_What you have to do:_ Lines with the word "contains": copy all of them from the entries below.

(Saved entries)
Segment Open
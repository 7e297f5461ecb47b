//! Subscription lifecycle rules: billing-period end dates, the displayed
//! status overlay, and the create/edit form session.

use chrono::{Months, NaiveDate};

use crate::api::error::ValidationErrors;
use crate::models::{OfferType, RecordId, SubscriptionInput, SubscriptionStatus};

/// End of the billing period that starts on `start`.
///
/// Adds whole calendar months. When the target month is shorter, the day is
/// clamped to its last day (Jan 31 + 1 month = Feb 29 in a leap year).
pub fn end_date(start: NaiveDate, offer: OfferType) -> NaiveDate {
    start
        .checked_add_months(Months::new(offer.months()))
        .unwrap_or(NaiveDate::MAX)
}

/// Status shown to the user. Never written back to the server.
///
/// Cancelled always stays Cancelled. Any other subscription whose end date
/// lies strictly before `today` is shown as Expired.
pub fn effective_status(
    status: SubscriptionStatus,
    end: NaiveDate,
    today: NaiveDate,
) -> SubscriptionStatus {
    match status {
        SubscriptionStatus::Cancelled => SubscriptionStatus::Cancelled,
        _ if end < today => SubscriptionStatus::Expired,
        stored => stored,
    }
}

/// Days left until `end`; negative once past.
pub fn days_remaining(end: NaiveDate, today: NaiveDate) -> i64 {
    (end - today).num_days()
}

/// Still running but ending within `window_days`.
pub fn is_expiring(
    status: SubscriptionStatus,
    end: NaiveDate,
    today: NaiveDate,
    window_days: i64,
) -> bool {
    effective_status(status, end, today) == SubscriptionStatus::Active
        && (0..=window_days).contains(&days_remaining(end, today))
}

/// A cancelled subscription can only be deleted.
pub fn is_editable(status: SubscriptionStatus) -> bool {
    status != SubscriptionStatus::Cancelled
}

/// Renewal is offered for anything that has not been cancelled.
pub fn is_renewable(status: SubscriptionStatus) -> bool {
    status != SubscriptionStatus::Cancelled
}

/// State of a subscription create/edit/renew form.
///
/// Changing the start date or the offer type recomputes the end date. A
/// manual end date is kept until one of those changes again.
#[derive(Debug, Clone, PartialEq)]
pub struct SubscriptionForm {
    pub client_id: Option<RecordId>,
    pub employee_id: Option<RecordId>,
    pub price: Option<f64>,
    pub status: SubscriptionStatus,
    start_date: NaiveDate,
    offer_type: OfferType,
    end_date: NaiveDate,
    end_date_overridden: bool,
}

impl SubscriptionForm {
    pub fn new(start_date: NaiveDate, offer_type: OfferType) -> Self {
        Self {
            client_id: None,
            employee_id: None,
            price: None,
            status: SubscriptionStatus::Active,
            start_date,
            offer_type,
            end_date: end_date(start_date, offer_type),
            end_date_overridden: false,
        }
    }

    /// Form pre-filled from a stored record; its end date counts as manual.
    pub fn from_existing(input: &SubscriptionInput) -> Self {
        Self {
            client_id: Some(input.client_id),
            employee_id: input.employee_id,
            price: Some(input.price),
            status: input.status,
            start_date: input.start_date,
            offer_type: input.offer_type,
            end_date: input.end_date,
            end_date_overridden: true,
        }
    }

    pub fn start_date(&self) -> NaiveDate {
        self.start_date
    }

    pub fn offer_type(&self) -> OfferType {
        self.offer_type
    }

    pub fn end_date(&self) -> NaiveDate {
        self.end_date
    }

    pub fn end_date_overridden(&self) -> bool {
        self.end_date_overridden
    }

    pub fn set_start_date(&mut self, start: NaiveDate) {
        self.start_date = start;
        self.recompute();
    }

    pub fn set_offer_type(&mut self, offer: OfferType) {
        self.offer_type = offer;
        self.recompute();
    }

    pub fn set_end_date(&mut self, end: NaiveDate) {
        self.end_date = end;
        self.end_date_overridden = true;
    }

    fn recompute(&mut self) {
        self.end_date = end_date(self.start_date, self.offer_type);
        self.end_date_overridden = false;
    }

    pub fn validate(&self) -> Result<(), ValidationErrors> {
        let mut errors = ValidationErrors::builder();
        if self.client_id.is_none() {
            errors.add("client_id", "A client is required");
        }
        match self.price {
            None => {
                errors.add("price", "Price is required");
            }
            Some(price) => {
                if let Err(e) = super::validation::validate_price(price) {
                    errors.add("price", e);
                }
            }
        }
        if let Err(e) = super::validation::validate_period(self.start_date, self.end_date) {
            errors.add("end_date", e);
        }
        errors.finish()
    }

    /// Checks for a renewal: the new period as on any form, and a payment
    /// greater than zero.
    pub fn validate_renewal(&self, amount_paid: f64) -> Result<(), ValidationErrors> {
        let mut errors = ValidationErrors::builder();
        if let Err(e) = super::validation::validate_amount(amount_paid) {
            errors.add("amount_paid", e);
        }
        if let Err(e) = super::validation::validate_period(self.start_date, self.end_date) {
            errors.add("end_date", e);
        }
        errors.finish()
    }

    /// Validated payload for create/update.
    pub fn to_input(&self) -> Result<SubscriptionInput, ValidationErrors> {
        self.validate()?;
        Ok(SubscriptionInput {
            client_id: self.client_id.unwrap_or_default(),
            employee_id: self.employee_id,
            offer_type: self.offer_type,
            price: self.price.unwrap_or_default(),
            status: self.status,
            start_date: self.start_date,
            end_date: self.end_date,
        })
    }
}

#[cfg(test)]
mod tests {
    use super::*;

    fn date(y: i32, m: u32, d: u32) -> NaiveDate {
        NaiveDate::from_ymd_opt(y, m, d).unwrap()
    }

    #[test]
    fn test_end_date_fixed_periods() {
        let start = date(2024, 1, 15);
        assert_eq!(end_date(start, OfferType::Monthly), date(2024, 2, 15));
        assert_eq!(end_date(start, OfferType::Quarterly), date(2024, 4, 15));
        assert_eq!(end_date(start, OfferType::Semiannual), date(2024, 7, 15));
        assert_eq!(end_date(start, OfferType::Annual), date(2025, 1, 15));
    }

    #[test]
    fn test_end_date_clamps_short_months() {
        assert_eq!(end_date(date(2024, 1, 31), OfferType::Monthly), date(2024, 2, 29));
        assert_eq!(end_date(date(2023, 1, 31), OfferType::Monthly), date(2023, 2, 28));
        assert_eq!(end_date(date(2024, 2, 29), OfferType::Annual), date(2025, 2, 28));
    }

    #[test]
    fn test_effective_status_overlay() {
        let today = date(2024, 6, 10);
        let yesterday = date(2024, 6, 9);

        assert_eq!(
            effective_status(SubscriptionStatus::Active, yesterday, today),
            SubscriptionStatus::Expired
        );
        assert_eq!(
            effective_status(SubscriptionStatus::Suspended, yesterday, today),
            SubscriptionStatus::Expired
        );
        assert_eq!(
            effective_status(SubscriptionStatus::Active, today, today),
            SubscriptionStatus::Active
        );
        for end in [yesterday, today, date(2030, 1, 1)] {
            assert_eq!(
                effective_status(SubscriptionStatus::Cancelled, end, today),
                SubscriptionStatus::Cancelled
            );
        }
    }

    #[test]
    fn test_is_expiring_window() {
        let today = date(2024, 6, 10);
        assert!(is_expiring(SubscriptionStatus::Active, date(2024, 6, 17), today, 7));
        assert!(is_expiring(SubscriptionStatus::Active, today, today, 7));
        assert!(!is_expiring(SubscriptionStatus::Active, date(2024, 6, 18), today, 7));
        assert!(!is_expiring(SubscriptionStatus::Active, date(2024, 6, 9), today, 7));
        assert!(!is_expiring(SubscriptionStatus::Cancelled, date(2024, 6, 12), today, 7));
    }

    #[test]
    fn test_form_manual_end_date_wins_until_inputs_change() {
        let mut form = SubscriptionForm::new(date(2024, 1, 15), OfferType::Monthly);
        assert_eq!(form.end_date(), date(2024, 2, 15));

        form.set_end_date(date(2024, 3, 1));
        assert!(form.end_date_overridden());
        assert_eq!(form.end_date(), date(2024, 3, 1));

        form.set_offer_type(OfferType::Annual);
        assert!(!form.end_date_overridden());
        assert_eq!(form.end_date(), date(2025, 1, 15));

        form.set_end_date(date(2024, 12, 31));
        form.set_start_date(date(2024, 2, 1));
        assert_eq!(form.end_date(), date(2025, 2, 1));
    }

    #[test]
    fn test_form_validation_reports_fields() {
        let mut form = SubscriptionForm::new(date(2024, 1, 15), OfferType::Monthly);
        form.set_end_date(date(2024, 1, 1));

        let errors = form.to_input().unwrap_err();
        assert!(errors.get("client_id").is_some());
        assert!(errors.get("price").is_some());
        assert!(errors.get("end_date").is_some());

        form.client_id = Some(4);
        form.price = Some(150.0);
        form.set_start_date(date(2024, 1, 15));
        let input = form.to_input().unwrap();
        assert_eq!(input.end_date, date(2024, 2, 15));
        assert_eq!(input.client_id, 4);
    }

    #[test]
    fn test_free_subscription_but_paid_renewal() {
        let mut form = SubscriptionForm::new(date(2024, 3, 1), OfferType::Monthly);
        form.client_id = Some(4);
        form.price = Some(0.0);
        assert_eq!(form.to_input().unwrap().price, 0.0);

        let errors = form.validate_renewal(0.0).unwrap_err();
        assert!(errors.get("amount_paid").is_some());
        assert!(form.validate_renewal(300.0).is_ok());
    }

    #[test]
    fn test_cancelled_is_read_only() {
        assert!(!is_editable(SubscriptionStatus::Cancelled));
        assert!(is_editable(SubscriptionStatus::Expired));
        assert!(!is_renewable(SubscriptionStatus::Cancelled));
    }
}
//! Activity log listing.

use super::{ApiClient, ApiResult};
use crate::models::{ActivityFilter, ActivityLog, Paginated};

impl ApiClient {
    pub async fn list_activity_logs(&self, filter: &ActivityFilter) -> ApiResult<Paginated<ActivityLog>> {
        self.get_page("/activity-logs", &filter.query()).await
    }
}

#[cfg(test)]
mod tests {
    use std::collections::HashMap;

    use axum::extract::Query;
    use axum::routing::get;
    use axum::{Json, Router};
    use serde_json::json;

    use crate::api::testing::mock_backend;
    use crate::models::{ActivityAction, ActivityFilter};

    #[tokio::test]
    async fn test_filters_are_sent_as_query() {
        let router = Router::new().route(
            "/api/activity-logs",
            get(|Query(q): Query<HashMap<String, String>>| async move {
                assert_eq!(q.get("page").map(String::as_str), Some("2"));
                assert_eq!(q.get("action").map(String::as_str), Some("deleted"));
                assert_eq!(q.get("subject_type").map(String::as_str), Some("Client"));
                Json(json!({"data": {
                    "data": [{
                        "id": 31,
                        "causer": {"id": 1, "name": "Admin"},
                        "event": "deleted",
                        "subject_type": "App\\Models\\Client",
                        "subject_id": 8,
                        "properties": {"old": {"name": "Karim"}},
                        "created_at": "2024-05-02T10:15:00.000000Z"
                    }],
                    "current_page": 2, "last_page": 2, "total": 16
                }}))
            }),
        );
        let client = mock_backend(router).await;

        let page = client
            .list_activity_logs(&ActivityFilter {
                action: Some(ActivityAction::Deleted),
                subject_type: Some("Client".to_string()),
                page: 2,
            })
            .await
            .unwrap();
        assert_eq!(page.total, 16);
        assert_eq!(page.data[0].subject_label(), "Client");
        assert_eq!(page.data[0].changes.changes()[0].field, "name");
    }
}
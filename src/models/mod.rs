//! API record types, split by resource.

pub mod activity;
pub mod client;
pub mod common;
pub mod dashboard;
pub mod employee;
pub mod subscription;
pub mod trash;
pub mod user;

pub use activity::*;
pub use client::*;
pub use common::*;
pub use dashboard::*;
pub use employee::*;
pub use subscription::*;
pub use trash::*;
pub use user::*;
use anyhow::{Context, Result};
use serde::Deserialize;
use std::path::{Path, PathBuf};
use std::time::Duration;
use tracing::info;

#[derive(Debug, Clone, Default, Deserialize)]
pub struct Config {
    #[serde(default)]
    pub api: ApiConfig,
    #[serde(default)]
    pub session: SessionConfig,
    #[serde(default)]
    pub ui: UiConfig,
    #[serde(default)]
    pub logging: LoggingConfig,
}

#[derive(Debug, Clone, Deserialize)]
pub struct ApiConfig {
    /// Backend base URL, including the `/api` prefix
    #[serde(default = "default_base_url")]
    pub base_url: String,
    /// Per-request timeout in seconds
    #[serde(default = "default_timeout_secs")]
    pub timeout_secs: u64,
}

impl ApiConfig {
    pub fn timeout(&self) -> Duration {
        Duration::from_secs(self.timeout_secs)
    }
}

impl Default for ApiConfig {
    fn default() -> Self {
        Self {
            base_url: default_base_url(),
            timeout_secs: default_timeout_secs(),
        }
    }
}

fn default_base_url() -> String {
    "http://localhost:8000/api".to_string()
}

fn default_timeout_secs() -> u64 {
    30
}

#[derive(Debug, Clone, Deserialize)]
pub struct SessionConfig {
    /// Where the token, cached profile and preferences are kept
    #[serde(default = "default_state_file")]
    pub state_file: PathBuf,
}

impl Default for SessionConfig {
    fn default() -> Self {
        Self {
            state_file: default_state_file(),
        }
    }
}

fn default_state_file() -> PathBuf {
    PathBuf::from("./.sga/session.json")
}

#[derive(Debug, Clone, Deserialize)]
pub struct UiConfig {
    /// Quiet period before a search query is sent
    #[serde(default = "default_search_debounce_ms")]
    pub search_debounce_ms: u64,
    /// Subscriptions ending within this many days count as expiring
    #[serde(default = "default_expiring_within_days")]
    pub expiring_within_days: i64,
    #[serde(default = "default_currency")]
    pub currency: String,
}

impl UiConfig {
    pub fn search_debounce(&self) -> Duration {
        Duration::from_millis(self.search_debounce_ms)
    }
}

impl Default for UiConfig {
    fn default() -> Self {
        Self {
            search_debounce_ms: default_search_debounce_ms(),
            expiring_within_days: default_expiring_within_days(),
            currency: default_currency(),
        }
    }
}

fn default_search_debounce_ms() -> u64 {
    500
}

fn default_expiring_within_days() -> i64 {
    7
}

fn default_currency() -> String {
    "MAD".to_string()
}

#[derive(Debug, Clone, Deserialize)]
pub struct LoggingConfig {
    #[serde(default = "default_log_level")]
    pub level: String,
}

impl Default for LoggingConfig {
    fn default() -> Self {
        Self {
            level: default_log_level(),
        }
    }
}

fn default_log_level() -> String {
    "warn".to_string()
}

impl Config {
    pub fn load(path: &Path) -> Result<Self> {
        if path.exists() {
            info!("Loading configuration from {}", path.display());
            let content = std::fs::read_to_string(path)
                .with_context(|| format!("Failed to read config file: {}", path.display()))?;
            let config: Config = toml::from_str(&content)
                .with_context(|| "Failed to parse configuration file")?;
            Ok(config)
        } else {
            info!("No config file found, using defaults");
            Ok(Config::default())
        }
    }
}
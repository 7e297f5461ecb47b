//! Role-gated navigation.
//!
//! A static table says which roles may open each section. The menu and the
//! route guard both read it, once per navigation, against the user held in
//! the session.

use crate::models::{RecordId, Role, User};

/// Navigable sections of the back office
#[derive(Debug, Clone, Copy, PartialEq, Eq, Hash)]
pub enum Section {
    Dashboard,
    Clients,
    Subscriptions,
    Employees,
    ActivityLogs,
    Trash,
    Profile,
    Settings,
}

#[derive(Debug, Clone, Copy)]
pub struct NavEntry {
    pub section: Section,
    pub label: &'static str,
    pub route: Route,
    pub roles: &'static [Role],
}

impl NavEntry {
    pub fn allows(&self, role: Role) -> bool {
        self.roles.contains(&role)
    }
}

const EVERYONE: &[Role] = &[Role::Admin, Role::Employee];
const ADMIN_ONLY: &[Role] = &[Role::Admin];

/// Menu order is table order.
pub const NAV_TABLE: &[NavEntry] = &[
    NavEntry {
        section: Section::Dashboard,
        label: "Dashboard",
        route: Route::Dashboard,
        roles: EVERYONE,
    },
    NavEntry {
        section: Section::Clients,
        label: "Clients",
        route: Route::Clients,
        roles: EVERYONE,
    },
    NavEntry {
        section: Section::Subscriptions,
        label: "Subscriptions",
        route: Route::Subscriptions,
        roles: EVERYONE,
    },
    NavEntry {
        section: Section::Employees,
        label: "Employees",
        route: Route::Employees,
        roles: ADMIN_ONLY,
    },
    NavEntry {
        section: Section::ActivityLogs,
        label: "Activity logs",
        route: Route::ActivityLogs,
        roles: ADMIN_ONLY,
    },
    NavEntry {
        section: Section::Trash,
        label: "Recycle bin",
        route: Route::Trash,
        roles: ADMIN_ONLY,
    },
    NavEntry {
        section: Section::Profile,
        label: "Profile",
        route: Route::Profile,
        roles: EVERYONE,
    },
    NavEntry {
        section: Section::Settings,
        label: "Settings",
        route: Route::Settings,
        roles: EVERYONE,
    },
];

/// Where forbidden navigation lands
pub const DEFAULT_ROUTE: Route = Route::Dashboard;

#[derive(Debug, Clone, Copy, PartialEq, Eq, Hash)]
pub enum Route {
    Login,
    Register,
    Dashboard,
    Clients,
    Client(RecordId),
    Subscriptions,
    Subscription(RecordId),
    Employees,
    Employee(RecordId),
    ActivityLogs,
    Trash,
    Profile,
    Settings,
}

impl Route {
    /// Section a protected route belongs to; `None` for the public pages
    pub fn section(&self) -> Option<Section> {
        match self {
            Route::Login | Route::Register => None,
            Route::Dashboard => Some(Section::Dashboard),
            Route::Clients | Route::Client(_) => Some(Section::Clients),
            Route::Subscriptions | Route::Subscription(_) => Some(Section::Subscriptions),
            Route::Employees | Route::Employee(_) => Some(Section::Employees),
            Route::ActivityLogs => Some(Section::ActivityLogs),
            Route::Trash => Some(Section::Trash),
            Route::Profile => Some(Section::Profile),
            Route::Settings => Some(Section::Settings),
        }
    }
}

impl std::fmt::Display for Route {
    fn fmt(&self, f: &mut std::fmt::Formatter<'_>) -> std::fmt::Result {
        match self {
            Route::Login => write!(f, "/login"),
            Route::Register => write!(f, "/register"),
            Route::Dashboard => write!(f, "/dashboard"),
            Route::Clients => write!(f, "/clients"),
            Route::Client(id) => write!(f, "/clients/{}", id),
            Route::Subscriptions => write!(f, "/subscriptions"),
            Route::Subscription(id) => write!(f, "/subscriptions/{}", id),
            Route::Employees => write!(f, "/employees"),
            Route::Employee(id) => write!(f, "/employees/{}", id),
            Route::ActivityLogs => write!(f, "/activity-logs"),
            Route::Trash => write!(f, "/trash"),
            Route::Profile => write!(f, "/profile"),
            Route::Settings => write!(f, "/settings"),
        }
    }
}

impl std::str::FromStr for Route {
    type Err = String;

    fn from_str(s: &str) -> Result<Self, Self::Err> {
        let path = s.split(['?', '#']).next().unwrap_or_default();
        let segments: Vec<&str> = path.split('/').filter(|p| !p.is_empty()).collect();
        let parse_id = |raw: &str| {
            raw.parse::<RecordId>()
                .map_err(|_| format!("Invalid record id in path: {}", s))
        };

        match segments.as_slice() {
            [] | ["dashboard"] => Ok(Route::Dashboard),
            ["login"] => Ok(Route::Login),
            ["register"] => Ok(Route::Register),
            ["clients"] => Ok(Route::Clients),
            ["clients", id] => Ok(Route::Client(parse_id(id)?)),
            ["subscriptions"] | ["abonnements"] => Ok(Route::Subscriptions),
            ["subscriptions", id] | ["abonnements", id] => Ok(Route::Subscription(parse_id(id)?)),
            ["employees"] => Ok(Route::Employees),
            ["employees", id] => Ok(Route::Employee(parse_id(id)?)),
            ["activity-logs"] => Ok(Route::ActivityLogs),
            ["trash"] => Ok(Route::Trash),
            ["profile"] => Ok(Route::Profile),
            ["settings"] => Ok(Route::Settings),
            _ => Err(format!("Unknown page: {}", s)),
        }
    }
}

/// Outcome of a navigation attempt
#[derive(Debug, Clone, Copy, PartialEq, Eq)]
pub enum Navigation {
    Allow(Route),
    Redirect(Route),
}

impl Navigation {
    pub fn target(&self) -> Route {
        match self {
            Navigation::Allow(route) | Navigation::Redirect(route) => *route,
        }
    }

    pub fn is_allowed(&self) -> bool {
        matches!(self, Navigation::Allow(_))
    }
}

pub fn can_access(role: Role, section: Section) -> bool {
    NAV_TABLE
        .iter()
        .find(|entry| entry.section == section)
        .is_some_and(|entry| entry.allows(role))
}

/// Menu entries the role may see, in table order
pub fn visible_sections(role: Role) -> Vec<&'static NavEntry> {
    NAV_TABLE.iter().filter(|entry| entry.allows(role)).collect()
}

/// Decide where a navigation to `route` ends up for the current user.
pub fn guard(route: Route, user: Option<&User>) -> Navigation {
    match (route.section(), user) {
        // Signed-in users have no business on the auth pages
        (None, Some(_)) => Navigation::Redirect(DEFAULT_ROUTE),
        (None, None) => Navigation::Allow(route),
        (Some(_), None) => Navigation::Redirect(Route::Login),
        (Some(section), Some(user)) if can_access(user.role, section) => Navigation::Allow(route),
        (Some(_), Some(_)) => Navigation::Redirect(DEFAULT_ROUTE),
    }
}

#[cfg(test)]
mod tests {
    use super::*;

    fn user(role: Role) -> User {
        User {
            id: 1,
            name: "Test".to_string(),
            email: "test@sga.ma".to_string(),
            role,
        }
    }

    #[test]
    fn test_employee_never_sees_employee_management() {
        let menu = visible_sections(Role::Employee);
        assert!(menu.iter().all(|e| e.section != Section::Employees));
        assert!(menu.iter().any(|e| e.section == Section::Clients));

        let employee = user(Role::Employee);
        for route in [Route::Employees, Route::Employee(3)] {
            assert_eq!(
                guard(route, Some(&employee)),
                Navigation::Redirect(Route::Dashboard)
            );
        }
    }

    #[test]
    fn test_admin_sees_everything() {
        assert_eq!(visible_sections(Role::Admin).len(), NAV_TABLE.len());
        let admin = user(Role::Admin);
        assert_eq!(
            guard(Route::Employee(3), Some(&admin)),
            Navigation::Allow(Route::Employee(3))
        );
    }

    #[test]
    fn test_anonymous_goes_to_login() {
        assert_eq!(guard(Route::Clients, None), Navigation::Redirect(Route::Login));
        assert_eq!(guard(Route::Clients, None).target(), Route::Login);
        assert_eq!(guard(Route::Login, None), Navigation::Allow(Route::Login));
        assert_eq!(guard(Route::Register, None), Navigation::Allow(Route::Register));
    }

    #[test]
    fn test_signed_in_user_skips_login_page() {
        let employee = user(Role::Employee);
        assert_eq!(
            guard(Route::Login, Some(&employee)),
            Navigation::Redirect(Route::Dashboard)
        );
    }

    #[test]
    fn test_route_paths() {
        assert_eq!("/clients/42".parse::<Route>().unwrap(), Route::Client(42));
        assert_eq!("/abonnements/7?tab=history".parse::<Route>().unwrap(), Route::Subscription(7));
        assert_eq!("/".parse::<Route>().unwrap(), Route::Dashboard);
        assert!("/clients/abc".parse::<Route>().is_err());
        assert!("/nowhere".parse::<Route>().is_err());

        for route in [Route::Client(42), Route::ActivityLogs, Route::Trash, Route::Login] {
            assert_eq!(route.to_string().parse::<Route>().unwrap(), route);
        }
    }
}
//! Terminal presentation: user feedback, confirmations, tables.

mod confirm;
mod feedback;
pub mod table;

pub use confirm::{Confirm, StdinConfirm};
#[cfg(test)]
pub(crate) use confirm::testing::ScriptedConfirm;
pub use feedback::{Feedback, Notice, NoticeLevel};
Segment Closed
_Exercise output:_
        && (0..=window_days).contains(&days_remaining(end, today))
        self.roles.contains(&role)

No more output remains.